Who do you consider the literary ancestors of this novel? Which writers (or other artists) were you writing alongside?
Alongside Decameron, I consider One Thousand and One Nights, The Odyssey, various fairy tales, especially those collected by the Brothers Grimm, and Russian and Japanese folk tales to be literary ancestors of this novel. My writing is also nourished by mythology, ranging from Egyptian and Greek traditions to the Old and New Testaments of the Catholic Bible, as well as mythologies from Mesoamerican and South American territories.
At the same time, while I was writing Galápagos, I read extensively women writers from different regions, particularly from Latin America. I had not had the opportunity to read many of them during my studies in Colombia, as their work was not yet widely circulating at the time. During the writing process, I read Rosario Castellanos, Elena Garro, Silvina Ocampo, Alba Lucía Ángel, Marvel Moreno, Lina Meruane, Gabriela Wiener, Marta Dillon, Diamela Eltit, Vanessa Londoño, Fernanda Trías, among many, many others.

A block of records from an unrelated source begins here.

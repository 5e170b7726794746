//! Terminal rendering of analyses and stats

use comfy_table::{Table, presets::UTF8_FULL};
use querylens_core::{PlanNode, QueryPlan};
use querylens_query::{QueryAnalysis, QueryStats};
use std::fmt::Write as _;

fn table(header: Vec<&str>) -> Table {
    let mut table = Table::new();
    table.load_preset(UTF8_FULL).set_header(header);
    table
}

fn format_ms(ms: f64) -> String {
    format!("{:.3} ms", ms)
}

/// Summary, plan tree, suggestions and index recommendations for one statement
pub fn analysis(analysis: &QueryAnalysis) -> String {
    let perf = &analysis.performance;
    let mut out = String::new();

    let mut summary = table(vec!["Query", "Time", "Rows", "Plan cost", "Indexes used"]);
    summary.add_row(vec![
        perf.query.clone(),
        format_ms(perf.execution_time_ms()),
        perf.rows_affected.to_string(),
        perf.plan_cost.map_or_else(|| "-".to_string(), |c| format!("{:.2}", c)),
        if perf.index_usage.is_empty() {
            "-".to_string()
        } else {
            perf.index_usage.join(", ")
        },
    ]);
    let _ = writeln!(out, "{summary}");

    let _ = writeln!(out, "\nPlan:\n{}", plan(&analysis.plan));

    if analysis.suggestions.is_empty() {
        let _ = writeln!(out, "No suggestions.");
    } else {
        let mut suggestions = table(vec!["Priority", "Type", "Issue", "Impact", "Fix"]);
        for s in analysis.suggestions_by_priority() {
            suggestions.add_row(vec![
                s.priority.as_str(),
                s.kind.as_str(),
                s.description.as_str(),
                s.impact.as_str(),
                s.implementation.as_str(),
            ]);
        }
        let _ = writeln!(out, "{suggestions}");
    }

    if analysis.index_recommendations.is_empty() {
        let _ = writeln!(out, "No index recommendations.");
    } else {
        let mut indexes = table(vec!["Table", "Columns", "Reason", "Improvement", "DDL"]);
        for r in &analysis.index_recommendations {
            indexes.add_row(vec![
                r.table.clone(),
                r.columns.join(", "),
                r.reason.clone(),
                r.estimated_improvement.clone(),
                r.create_statement.clone(),
            ]);
        }
        let _ = writeln!(out, "{indexes}");
    }

    out
}

/// Indented plan tree, one node per line
pub fn plan(plan: &QueryPlan) -> String {
    let mut out = String::new();
    match &plan.root {
        Some(root) => write_node(&mut out, root, 0),
        None => out.push_str("  (no plan available)\n"),
    }
    out
}

fn write_node(out: &mut String, node: &PlanNode, depth: usize) {
    let _ = write!(out, "{}-> {}", "  ".repeat(depth + 1), node.node_type);
    if let Some(relation) = &node.relation {
        let _ = write!(out, " on {}", relation);
        if let Some(alias) = node.alias.as_ref().filter(|a| *a != relation) {
            let _ = write!(out, " {}", alias);
        }
    }
    if let Some(index) = &node.index_name {
        let _ = write!(out, " using {}", index);
    }
    if node.total_cost > 0.0 {
        let _ = write!(
            out,
            "  (cost={:.2}..{:.2} rows={})",
            node.startup_cost, node.total_cost, node.plan_rows
        );
    }
    out.push('\n');
    if let Some(filter) = &node.filter {
        let _ = writeln!(out, "{}   Filter: {}", "  ".repeat(depth + 1), filter);
    }
    for child in &node.children {
        write_node(out, child, depth + 1);
    }
}

/// Aggregate stats over the session's history
pub fn stats(stats: &QueryStats) -> String {
    let mut out = String::new();
    let _ = writeln!(
        out,
        "{} queries, average {}",
        stats.total_queries,
        format_ms(stats.average_execution_time_ms)
    );

    if !stats.most_frequent_queries.is_empty() {
        let mut frequent = table(vec!["Query", "Count", "Avg time"]);
        for f in &stats.most_frequent_queries {
            frequent.add_row(vec![f.query.clone(), f.count.to_string(), format_ms(f.avg_time_ms)]);
        }
        let _ = writeln!(out, "{frequent}");
    }

    if !stats.slow_queries.is_empty() {
        let mut slow = table(vec!["Slow query", "Time"]);
        for p in &stats.slow_queries {
            slow.add_row(vec![p.query.clone(), format_ms(p.execution_time_ms())]);
        }
        let _ = writeln!(out, "{slow}");
    }

    if !stats.index_usage_stats.is_empty() {
        let mut usage = table(vec!["Index", "Uses"]);
        for (index, count) in &stats.index_usage_stats {
            usage.add_row(vec![index.clone(), count.to_string()]);
        }
        let _ = writeln!(out, "{usage}");
    }

    out
}

#[cfg(test)]
mod tests;
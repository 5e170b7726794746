//! Opening engines by kind

use querylens_core::{DatabaseEngine, QueryLensError, Result};
use std::fmt;
use std::path::PathBuf;
use std::sync::Arc;

/// Where to connect
#[derive(Debug, Clone, PartialEq, Eq)]
pub enum EngineTarget {
    /// A SQLite database file, created if missing
    SqliteFile(PathBuf),
    /// A private in-memory SQLite database
    SqliteMemory,
    /// A libpq-style PostgreSQL connection string or URL
    Postgres(String),
}

impl EngineTarget {
    /// `:memory:` selects an in-memory database, anything else is a file path
    pub fn sqlite(path: impl Into<PathBuf>) -> Self {
        let path = path.into();
        if path.as_os_str() == ":memory:" {
            Self::SqliteMemory
        } else {
            Self::SqliteFile(path)
        }
    }

    pub fn postgres(conn_str: impl Into<String>) -> Self {
        Self::Postgres(conn_str.into())
    }

    /// Name of the engine this target needs
    pub fn engine_name(&self) -> &'static str {
        match self {
            Self::SqliteFile(_) | Self::SqliteMemory => "sqlite",
            Self::Postgres(_) => "postgresql",
        }
    }
}

impl fmt::Display for EngineTarget {
    fn fmt(&self, f: &mut fmt::Formatter<'_>) -> fmt::Result {
        match self {
            Self::SqliteFile(path) => write!(f, "sqlite:{}", path.display()),
            Self::SqliteMemory => write!(f, "sqlite::memory:"),
            // Connection strings may hold a password
            Self::Postgres(_) => write!(f, "postgresql"),
        }
    }
}

/// Engine names compiled into this build
pub fn supported_engines() -> Vec<&'static str> {
    let mut engines = Vec::new();
    #[cfg(feature = "sqlite")]
    engines.push("sqlite");
    #[cfg(feature = "postgres")]
    engines.push("postgresql");
    engines
}

/// Open the engine described by `target`
pub async fn connect(target: &EngineTarget) -> Result<Arc<dyn DatabaseEngine>> {
    tracing::info!(engine_target = %target, "opening database engine");

    match target {
        #[cfg(feature = "sqlite")]
        EngineTarget::SqliteFile(path) => Ok(Arc::new(crate::sqlite::SqliteEngine::open(path)?)),
        #[cfg(feature = "sqlite")]
        EngineTarget::SqliteMemory => Ok(Arc::new(crate::sqlite::SqliteEngine::open_in_memory()?)),
        #[cfg(feature = "postgres")]
        EngineTarget::Postgres(conn_str) => {
            Ok(Arc::new(crate::postgres::PostgresEngine::connect(conn_str).await?))
        }
        #[allow(unreachable_patterns)]
        other => {
            tracing::warn!(engine = other.engine_name(), "engine not compiled into this build");
            Err(QueryLensError::NotSupported(format!(
                "{} support is not enabled",
                other.engine_name()
            )))
        }
    }
}
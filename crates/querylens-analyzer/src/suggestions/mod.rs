//! Optimization Suggestions Module
//!
//! Turns plan signals and measured timing into prioritized, human-readable
//! suggestions: slow execution, sequential scans, expensive sorts and
//! inefficient nested loop joins.

mod engine;

pub use engine::*;
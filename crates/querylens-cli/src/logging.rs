//! Logging setup for the `querylens` binary
//!
//! Logs go to stderr so stdout carries only the analysis output. `RUST_LOG`
//! takes precedence over the default filter.

use tracing_subscriber::{EnvFilter, fmt, layer::SubscriberExt, util::SubscriberInitExt};

const DEFAULT_FILTER: &str = "warn,querylens_query=info,querylens_drivers=info";

/// Log output format
#[derive(Debug, Clone, Copy, PartialEq, Eq, clap::ValueEnum)]
pub enum LogFormat {
    /// Human-readable, coloured when stderr is a terminal
    Pretty,
    /// One JSON object per event
    Json,
}

pub fn init(format: LogFormat) -> anyhow::Result<()> {
    let env_filter =
        EnvFilter::try_from_default_env().unwrap_or_else(|_| EnvFilter::new(DEFAULT_FILTER));

    let registry = tracing_subscriber::registry().with(env_filter);

    match format {
        LogFormat::Pretty => registry
            .with(
                fmt::layer()
                    .with_target(true)
                    .with_writer(std::io::stderr)
                    .with_ansi(std::io::IsTerminal::is_terminal(&std::io::stderr())),
            )
            .try_init()?,
        LogFormat::Json => registry
            .with(
                fmt::layer()
                    .json()
                    .with_current_span(true)
                    .with_span_list(false)
                    .with_writer(std::io::stderr),
            )
            .try_init()?,
    }

    tracing::debug!(format = ?format, "logging initialized");
    Ok(())
}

Through this process, I learned a great deal about translation. To give a novel another life, another dimension, is an act of generosity and attention, of careful craft, and above all, an act of faith.
What is the last thing you read that made you see the world in a different way? (Anything from a book to a billboard to a cereal box.)
I recently read an extraordinary novel by the Uruguayan writer Fernanda Trías, El monte de las furias, which, through the voice of myth, mystery, and wonder, and through the networks that sustain life, unfolds a language that moves beyond the human.
I was also struck by a line by Robert Bresson from Notes on the Cinematographer, which I revisited while watching Nuestra película for this interview: “I dreamed that my film was being made gradually before my eyes, like a painter’s canvas, eternally fresh.” That sentence has stayed with me. For many years the film was not available online, until recently.
FÁTIMA VÉLEZ is a writer, professor, cultural producer, and Ph.D. candidate in Hispano-American Literature and Cultures at the Graduate Center, CUNY. Galápagos is her first novel.
HANNAH KAUDERS is a writer, translator, and musician from Boston. She holds a BA in Spanish and Latin American cultures from Barnard College and an MFA in fiction from Columbia University, where she taught undergraduate writing. Her writing and translations have appeared in Fiction International and Exchanges: Journal of Literary Translation. She was a finalist for the 2020 Iowa Review Award in Fiction.